=== Activity ===
Copy every line of the entries that includes the word "sensorState".

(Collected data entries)

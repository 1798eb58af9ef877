//! Platform-agnostic types for CareLink pump snapshots.
//!
//! This crate provides the data model shared by the transform pipeline
//! (carelink-core) and its front ends.
//!
//! # Features
//!
//! - The [`CareLinkSnapshot`] input as served by the CareLink API
//! - Normalized [`Entry`] output in the Nightscout entries schema
//! - The fixed [`Trend`] vocabulary
//! - Pump clock parsing and the whole-hour [`PumpOffset`]
//! - Error types for data parsing
//!
//! # Example
//!
//! ```
//! use carelink_types::{PumpOffset, Timestamp, resolve_pump_local_time};
//!
//! let offset: PumpOffset = "+0100".parse().unwrap();
//! let instant = resolve_pump_local_time("2023-01-01 10:00:00", &offset).unwrap();
//! let stamp = Timestamp::from_datetime(instant);
//! assert_eq!(stamp.date_string.as_deref(), Some("2023-01-01T09:00:00.000Z"));
//! ```

pub mod clock;
pub mod error;
pub mod trend;
pub mod types;

pub use clock::{PumpOffset, Timestamp, parse_pump_local_time, resolve_pump_local_time};
pub use error::{ParseError, ParseResult};
pub use trend::{Trend, TrendAnnotation};
pub use types::{
    ActiveInsulin, CareLinkSnapshot, Entry, PUMP_STATUS_ENTRY_TYPE, PumpStatusEntry,
    SENSOR_GLUCOSE_ENTRY_TYPE, SENSOR_GLUCOSE_KIND, SensorGlucoseEntry, SensorGlucoseReading,
};

#[cfg(test)]
mod tests {
    use super::*;
    use serde_json::Number;

    // --- SensorGlucoseReading tests ---

    #[test]
    fn test_reading_validity() {
        assert!(SensorGlucoseReading::new(120, "2023-01-01 10:00:00").is_valid());
        assert!(!SensorGlucoseReading::new(0, "2023-01-01 10:00:00").is_valid());

        let calibration = SensorGlucoseReading {
            kind: "Calibration".to_string(),
            sg: 120,
            datetime: String::new(),
        };
        assert!(!calibration.is_valid());
        assert!(calibration.has_value());
    }

    // --- CareLinkSnapshot tests ---

    #[test]
    fn test_snapshot_deserialization() {
        let json = r#"{
            "currentServerTime": 1000000,
            "lastMedicalDeviceDataUpdateServerTime": 995000,
            "sMedicalDeviceTime": "2023-01-01 10:00:00",
            "medicalDeviceFamily": "Paradigm",
            "lastSGTrend": "UP",
            "conduitInRange": true,
            "reservoirAmount": 61.5,
            "sensorState": "NORMAL",
            "activeInsulin": {"amount": 1.35, "datetime": "ignored"},
            "sgs": [
                {"kind": "SG", "sg": 120, "datetime": "2023-01-01 10:00:00", "relativeOffset": -300},
                {"kind": "SG", "sg": 0, "datetime": "2023-01-01 10:05:00"}
            ],
            "unrelatedField": "dropped"
        }"#;

        let snapshot: CareLinkSnapshot = serde_json::from_str(json).unwrap();
        assert_eq!(snapshot.current_server_time, 1_000_000);
        assert_eq!(snapshot.data_age_millis(), 5_000);
        assert_eq!(snapshot.medical_device_time, "2023-01-01 10:00:00");
        assert_eq!(snapshot.medical_device_family, "Paradigm");
        assert_eq!(snapshot.last_sg_trend.as_deref(), Some("UP"));
        assert_eq!(snapshot.conduit_in_range, Some(true));
        assert_eq!(snapshot.conduit_sensor_in_range, None);
        assert_eq!(snapshot.reservoir_amount.as_ref().and_then(Number::as_f64), Some(61.5));
        assert_eq!(snapshot.sensor_state.as_deref(), Some("NORMAL"));
        assert_eq!(
            snapshot
                .active_insulin
                .as_ref()
                .and_then(|insulin| insulin.amount.as_ref())
                .and_then(Number::as_f64),
            Some(1.35)
        );
        assert_eq!(snapshot.readings().len(), 2);
        assert!(!snapshot.readings()[1].has_value());
    }

    #[test]
    fn test_snapshot_without_sgs() {
        let json = r#"{"currentServerTime": 1, "lastMedicalDeviceDataUpdateServerTime": 1}"#;
        let snapshot: CareLinkSnapshot = serde_json::from_str(json).unwrap();
        assert!(snapshot.sgs.is_none());
        assert!(snapshot.readings().is_empty());
        assert!(snapshot.medical_device_family.is_empty());
    }

    #[test]
    fn test_reading_missing_sg_is_sentinel() {
        let reading: SensorGlucoseReading =
            serde_json::from_str(r#"{"kind": "SG", "datetime": "2023-01-01 10:00:00"}"#).unwrap();
        assert_eq!(reading.sg, 0);
        assert!(!reading.is_valid());
    }

    #[test]
    fn test_snapshot_numbers_keep_their_form() {
        let json = r#"{
            "currentServerTime": 1,
            "lastMedicalDeviceDataUpdateServerTime": 1,
            "conduitBatteryLevel": 86,
            "reservoirAmount": 96.2,
            "activeInsulin": {"amount": 2}
        }"#;

        let snapshot: CareLinkSnapshot = serde_json::from_str(json).unwrap();
        let battery = snapshot.conduit_battery_level.unwrap();
        assert!(battery.is_u64());
        assert_eq!(battery.to_string(), "86");
        assert_eq!(snapshot.reservoir_amount.unwrap().to_string(), "96.2");
        assert!(snapshot.active_insulin.unwrap().amount.unwrap().is_u64());
    }

    // --- Entry tests ---

    #[test]
    fn test_pump_status_serialization_omits_absent_fields() {
        let entry = Entry::PumpStatus(PumpStatusEntry {
            conduit_in_range: Some(true),
            reservoir_level_percent: Some(Number::from(50u64)),
            iob: Number::from_f64(1.5),
            timestamp: Timestamp::from_millis(995_000),
            device: "connect://paradigm".to_string(),
            ..Default::default()
        });

        let value = serde_json::to_value(&entry).unwrap();
        let object = value.as_object().unwrap();
        assert_eq!(object["type"], "pump_status");
        assert_eq!(object["conduitInRange"], true);
        assert_eq!(object["reservoirLevelPercent"], 50);
        assert!(object["reservoirLevelPercent"].is_u64());
        assert_eq!(object["iob"], 1.5);
        assert_eq!(object["date"], 995_000);
        assert_eq!(object["dateString"], "1970-01-01T00:16:35.000Z");
        assert_eq!(object["device"], "connect://paradigm");
        assert!(!object.contains_key("sensorState"));
        assert!(!object.contains_key("calibStatus"));
        assert!(!object.contains_key("medicalDeviceSuspended"));
    }

    #[test]
    fn test_sgv_serialization_without_trend() {
        let entry = Entry::SensorGlucose(SensorGlucoseEntry::new(
            120,
            Timestamp::from_millis(1_672_567_200_000),
        ));

        let value = serde_json::to_value(&entry).unwrap();
        let object = value.as_object().unwrap();
        assert_eq!(object["type"], "sgv");
        assert_eq!(object["sgv"], 120);
        assert_eq!(object["dateString"], "2023-01-01T10:00:00.000Z");
        assert!(!object.contains_key("trend"));
        assert!(!object.contains_key("direction"));
    }

    #[test]
    fn test_sgv_serialization_with_trend() {
        let entry = SensorGlucoseEntry::new(130, Timestamp::from_millis(0))
            .annotate(Some(Trend::SingleUp.annotation()));

        let value = serde_json::to_value(Entry::from(entry)).unwrap();
        assert_eq!(value["trend"], 2);
        assert_eq!(value["direction"], "SingleUp");
    }

    #[test]
    fn test_annotate_none_is_noop() {
        let entry = SensorGlucoseEntry::new(130, Timestamp::from_millis(0))
            .annotate(Some(Trend::DoubleDown.annotation()));
        let unchanged = entry.clone().annotate(None);
        assert_eq!(entry, unchanged);
    }

    #[test]
    fn test_entry_accessors() {
        let mut entry = Entry::from(SensorGlucoseEntry::new(99, Timestamp::from_millis(42)));
        assert_eq!(entry.kind(), SENSOR_GLUCOSE_ENTRY_TYPE);
        assert_eq!(entry.date(), 42);
        assert_eq!(entry.device(), "");
        assert!(entry.as_pump_status().is_none());

        entry.set_device("connect://minimed");
        assert_eq!(entry.device(), "connect://minimed");
        assert_eq!(entry.as_sensor_glucose().unwrap().sgv, 99);
    }

    #[test]
    fn test_entry_deserialization() {
        let json = r#"{"type":"sgv","sgv":140,"date":1000,"dateString":"1970-01-01T00:00:01.000Z","device":"connect://paradigm","trend":6,"direction":"SingleDown"}"#;
        let entry: Entry = serde_json::from_str(json).unwrap();
        let sgv = entry.as_sensor_glucose().unwrap();
        assert_eq!(sgv.sgv, 140);
        assert_eq!(sgv.trend, Some(Trend::SingleDown.annotation()));
    }

    // --- ParseError tests ---

    #[test]
    fn test_parse_error_display() {
        let err = ParseError::UnknownTrend("UP_TRIPLE".to_string());
        assert_eq!(err.to_string(), "Unknown trend: \"UP_TRIPLE\"");

        let err = ParseError::OffsetOutOfRange { hours: 40 };
        assert_eq!(err.to_string(), "Offset of 40 hours is out of range");
    }
}
//! Snapshot to entries orchestration.
//!
//! One call turns one snapshot into at most one pump-status entry followed
//! by the most recent glucose entries, all tagged with the source device.
//!
//! # Example
//!
//! ```
//! use std::sync::Arc;
//!
//! use carelink_core::{OffsetGuesser, SgvLimit, TransformOptions, Transformer};
//! use carelink_types::{CareLinkSnapshot, SensorGlucoseReading};
//!
//! let transformer = Transformer::new(
//!     Arc::new(OffsetGuesser::new()),
//!     TransformOptions::default().sgv_limit(SgvLimit::Count(1)),
//! );
//!
//! let snapshot = CareLinkSnapshot {
//!     current_server_time: 1_672_567_200_000,
//!     last_medical_device_data_update_server_time: 1_672_567_200_000,
//!     medical_device_time: "2023-01-01 10:00:00".to_string(),
//!     medical_device_family: "Paradigm".to_string(),
//!     sgs: Some(vec![
//!         SensorGlucoseReading::new(120, "2023-01-01 09:55:00"),
//!         SensorGlucoseReading::new(125, "2023-01-01 10:00:00"),
//!     ]),
//!     ..Default::default()
//! };
//!
//! let entries = transformer.transform(&snapshot);
//! assert_eq!(entries.len(), 2);
//! assert_eq!(entries[0].kind(), "pump_status");
//! assert_eq!(entries[1].as_sensor_glucose().unwrap().sgv, 125);
//! assert!(entries.iter().all(|e| e.device() == "connect://paradigm"));
//! ```

use std::fmt;
use std::str::FromStr;
use std::sync::Arc;

use tracing::debug;

use carelink_types::{CareLinkSnapshot, Entry};

use crate::error::{Error, Result};
use crate::offset::OffsetGuesser;
use crate::pump_status::pump_status_entry;
use crate::sgv::sgv_entries;
use crate::staleness::is_stale;

/// Scheme prefix of the `device` tag.
pub const DEVICE_URI_SCHEME: &str = "connect://";

/// Device tag for a device family, e.g. `connect://paradigm`.
#[must_use]
pub fn device_uri(medical_device_family: &str) -> String {
    format!("{}{}", DEVICE_URI_SCHEME, medical_device_family.to_lowercase())
}

/// How many of the most recent glucose entries to keep.
#[derive(Debug, Clone, Copy, Default, PartialEq, Eq)]
pub enum SgvLimit {
    /// Keep every entry.
    #[default]
    Unbounded,
    /// Keep at most this many of the latest entries.
    Count(usize),
}

impl SgvLimit {
    /// Number of leading entries to drop from a sequence of `len`.
    #[must_use]
    pub fn skip_for(&self, len: usize) -> usize {
        match self {
            SgvLimit::Unbounded => 0,
            SgvLimit::Count(limit) => len.saturating_sub(*limit),
        }
    }
}

impl From<Option<usize>> for SgvLimit {
    fn from(limit: Option<usize>) -> Self {
        limit.map_or(SgvLimit::Unbounded, SgvLimit::Count)
    }
}

impl fmt::Display for SgvLimit {
    fn fmt(&self, f: &mut fmt::Formatter<'_>) -> fmt::Result {
        match self {
            SgvLimit::Unbounded => write!(f, "unbounded"),
            SgvLimit::Count(limit) => write!(f, "{}", limit),
        }
    }
}

impl FromStr for SgvLimit {
    type Err = Error;

    /// Accepts a non-negative integer, or `unbounded` / `all`.
    fn from_str(s: &str) -> Result<Self> {
        let s = s.trim();
        if s.eq_ignore_ascii_case("unbounded") || s.eq_ignore_ascii_case("all") {
            return Ok(SgvLimit::Unbounded);
        }
        s.parse::<usize>().map(SgvLimit::Count).map_err(|_| {
            Error::invalid_config(format!(
                "sgv limit must be a non-negative integer or 'unbounded', got '{}'",
                s
            ))
        })
    }
}

/// Per-call transform settings.
#[derive(Debug, Clone, Default, PartialEq, Eq)]
pub struct TransformOptions {
    /// Glucose entries to keep, latest first.
    pub sgv_limit: SgvLimit,
}

impl TransformOptions {
    /// Set the glucose entry limit.
    #[must_use]
    pub fn sgv_limit(mut self, limit: SgvLimit) -> Self {
        self.sgv_limit = limit;
        self
    }
}

/// Transform one snapshot into entries.
///
/// Returns nothing for stale snapshots. Otherwise the pump-status entry comes
/// first, followed by the last `sgv_limit` glucose entries in chronological
/// order. Every entry is tagged with [`device_uri`] of the device family.
pub fn transform(
    snapshot: &CareLinkSnapshot,
    sgv_limit: SgvLimit,
    guesser: &OffsetGuesser,
) -> Vec<Entry> {
    if is_stale(snapshot) {
        return Vec::new();
    }

    let mut entries = vec![Entry::from(pump_status_entry(snapshot))];

    let sgvs = sgv_entries(snapshot, guesser);
    let skip = sgv_limit.skip_for(sgvs.len());
    entries.extend(sgvs.into_iter().skip(skip).map(Entry::from));

    let device = device_uri(&snapshot.medical_device_family);
    for entry in &mut entries {
        entry.set_device(&device);
    }

    debug!(
        entries = entries.len(),
        %sgv_limit,
        device = %device,
        "Transformed CareLink snapshot"
    );
    entries
}

/// Reusable transform service.
///
/// Holds the process-wide [`OffsetGuesser`] and default options. Cheap to
/// clone; clones share the guesser.
#[derive(Debug, Clone, Default)]
pub struct Transformer {
    guesser: Arc<OffsetGuesser>,
    options: TransformOptions,
}

impl Transformer {
    /// Create a transformer sharing `guesser`.
    pub fn new(guesser: Arc<OffsetGuesser>, options: TransformOptions) -> Self {
        Self { guesser, options }
    }

    /// The shared offset guesser.
    pub fn guesser(&self) -> &Arc<OffsetGuesser> {
        &self.guesser
    }

    /// The default options.
    pub fn options(&self) -> &TransformOptions {
        &self.options
    }

    /// Transform with the default options.
    pub fn transform(&self, snapshot: &CareLinkSnapshot) -> Vec<Entry> {
        transform(snapshot, self.options.sgv_limit, &self.guesser)
    }

    /// Transform with an explicit limit.
    pub fn transform_with_limit(&self, snapshot: &CareLinkSnapshot, sgv_limit: SgvLimit) -> Vec<Entry> {
        transform(snapshot, sgv_limit, &self.guesser)
    }

    /// Decode a snapshot document and transform it.
    ///
    /// # Errors
    ///
    /// Returns [`Error::Json`] if `json` is not a snapshot document.
    pub fn transform_json(&self, json: &str) -> Result<Vec<Entry>> {
        let snapshot: CareLinkSnapshot = serde_json::from_str(json)?;
        Ok(self.transform(&snapshot))
    }
}

#[cfg(test)]
mod tests {
    use super::*;
    use carelink_types::{PumpOffset, SensorGlucoseReading, Trend};

    // 2023-01-01T10:00:00Z
    const TEN_AM_UTC: i64 = 1_672_567_200_000;
    const MINUTE: i64 = 60_000;

    fn snapshot(values: &[u32]) -> CareLinkSnapshot {
        let sgs = values
            .iter()
            .enumerate()
            .map(|(i, sg)| {
                SensorGlucoseReading::new(*sg, format!("2023-01-01 09:{:02}:00", 5 * i))
            })
            .collect();
        CareLinkSnapshot {
            current_server_time: TEN_AM_UTC,
            last_medical_device_data_update_server_time: TEN_AM_UTC - MINUTE,
            medical_device_time: "2023-01-01 10:00:00".to_string(),
            medical_device_family: "Paradigm".to_string(),
            sgs: Some(sgs),
            last_sg_trend: Some("UP".to_string()),
            ..Default::default()
        }
    }

    fn sgv_values(entries: &[Entry]) -> Vec<u32> {
        entries
            .iter()
            .filter_map(Entry::as_sensor_glucose)
            .map(|e| e.sgv)
            .collect()
    }

    #[test]
    fn test_device_uri() {
        assert_eq!(device_uri("Paradigm"), "connect://paradigm");
        assert_eq!(device_uri("MINIMED"), "connect://minimed");
        assert_eq!(device_uri(""), "connect://");
    }

    #[test]
    fn test_sgv_limit_skip() {
        assert_eq!(SgvLimit::Unbounded.skip_for(10), 0);
        assert_eq!(SgvLimit::Count(3).skip_for(10), 7);
        assert_eq!(SgvLimit::Count(30).skip_for(10), 0);
        assert_eq!(SgvLimit::Count(0).skip_for(10), 10);
    }

    #[test]
    fn test_sgv_limit_from_str() {
        assert_eq!("5".parse::<SgvLimit>().unwrap(), SgvLimit::Count(5));
        assert_eq!("0".parse::<SgvLimit>().unwrap(), SgvLimit::Count(0));
        assert_eq!("all".parse::<SgvLimit>().unwrap(), SgvLimit::Unbounded);
        assert_eq!("Unbounded".parse::<SgvLimit>().unwrap(), SgvLimit::Unbounded);
        assert!(matches!(
            "-1".parse::<SgvLimit>(),
            Err(Error::InvalidConfig(_))
        ));
        assert!("many".parse::<SgvLimit>().is_err());
    }

    #[test]
    fn test_sgv_limit_from_option() {
        assert_eq!(SgvLimit::from(None), SgvLimit::Unbounded);
        assert_eq!(SgvLimit::from(Some(4)), SgvLimit::Count(4));
        assert_eq!(SgvLimit::Count(4).to_string(), "4");
        assert_eq!(SgvLimit::Unbounded.to_string(), "unbounded");
    }

    #[test]
    fn test_pump_status_first() {
        let entries = transform(&snapshot(&[120, 125]), SgvLimit::Unbounded, &OffsetGuesser::new());
        assert_eq!(entries.len(), 3);
        assert_eq!(entries[0].kind(), "pump_status");
        assert_eq!(entries[0].date(), TEN_AM_UTC - MINUTE);
        assert_eq!(sgv_values(&entries), vec![120, 125]);
    }

    #[test]
    fn test_stale_snapshot_yields_nothing() {
        let mut snap = snapshot(&[120]);
        snap.last_medical_device_data_update_server_time = TEN_AM_UTC - 21 * MINUTE;
        let guesser = OffsetGuesser::new();

        assert!(transform(&snap, SgvLimit::Unbounded, &guesser).is_empty());
        assert_eq!(guesser.last_guess(), None, "builders must not run on stale data");
    }

    #[test]
    fn test_limit_keeps_latest() {
        let entries = transform(&snapshot(&[100, 110, 120]), SgvLimit::Count(1), &OffsetGuesser::new());
        assert_eq!(entries.len(), 2);
        assert_eq!(sgv_values(&entries), vec![120]);
        assert_eq!(
            entries[1].as_sensor_glucose().unwrap().trend,
            Some(Trend::SingleUp.annotation())
        );
    }

    #[test]
    fn test_limit_zero_keeps_pump_status() {
        let entries = transform(&snapshot(&[100, 110]), SgvLimit::Count(0), &OffsetGuesser::new());
        assert_eq!(entries.len(), 1);
        assert_eq!(entries[0].kind(), "pump_status");
    }

    #[test]
    fn test_limit_larger_than_readings() {
        let entries = transform(&snapshot(&[100, 110]), SgvLimit::Count(50), &OffsetGuesser::new());
        assert_eq!(sgv_values(&entries), vec![100, 110]);
    }

    #[test]
    fn test_every_entry_tagged() {
        let entries = transform(&snapshot(&[100, 0, 110]), SgvLimit::Unbounded, &OffsetGuesser::new());
        assert_eq!(entries.len(), 3);
        assert!(entries.iter().all(|e| e.device() == "connect://paradigm"));
    }

    #[test]
    fn test_no_sgs_still_reports_status() {
        let mut snap = snapshot(&[]);
        snap.sgs = None;
        let entries = transform(&snap, SgvLimit::Unbounded, &OffsetGuesser::new());
        assert_eq!(entries.len(), 1);
        assert_eq!(entries[0].device(), "connect://paradigm");
    }

    #[test]
    fn test_transformer_shares_guesser() {
        let guesser = Arc::new(OffsetGuesser::new());
        let transformer = Transformer::new(Arc::clone(&guesser), TransformOptions::default());
        let clone = transformer.clone();

        clone.transform(&snapshot(&[100]));
        assert_eq!(guesser.last_guess(), Some(PumpOffset::UTC));
        assert!(Arc::ptr_eq(transformer.guesser(), clone.guesser()));
    }

    #[test]
    fn test_transformer_uses_default_limit() {
        let transformer = Transformer::new(
            Arc::new(OffsetGuesser::new()),
            TransformOptions::default().sgv_limit(SgvLimit::Count(2)),
        );
        let snap = snapshot(&[100, 110, 120]);

        assert_eq!(sgv_values(&transformer.transform(&snap)), vec![110, 120]);
        assert_eq!(
            sgv_values(&transformer.transform_with_limit(&snap, SgvLimit::Unbounded)),
            vec![100, 110, 120]
        );
    }

    #[test]
    fn test_transform_json_rejects_garbage() {
        let transformer = Transformer::default();
        assert!(matches!(
            transformer.transform_json("[1, 2, 3]"),
            Err(Error::Json(_))
        ));
    }
}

=== Written solution ===
            "sensorState": "NORMAL",
        assert!(!object.contains_key("sensorState"));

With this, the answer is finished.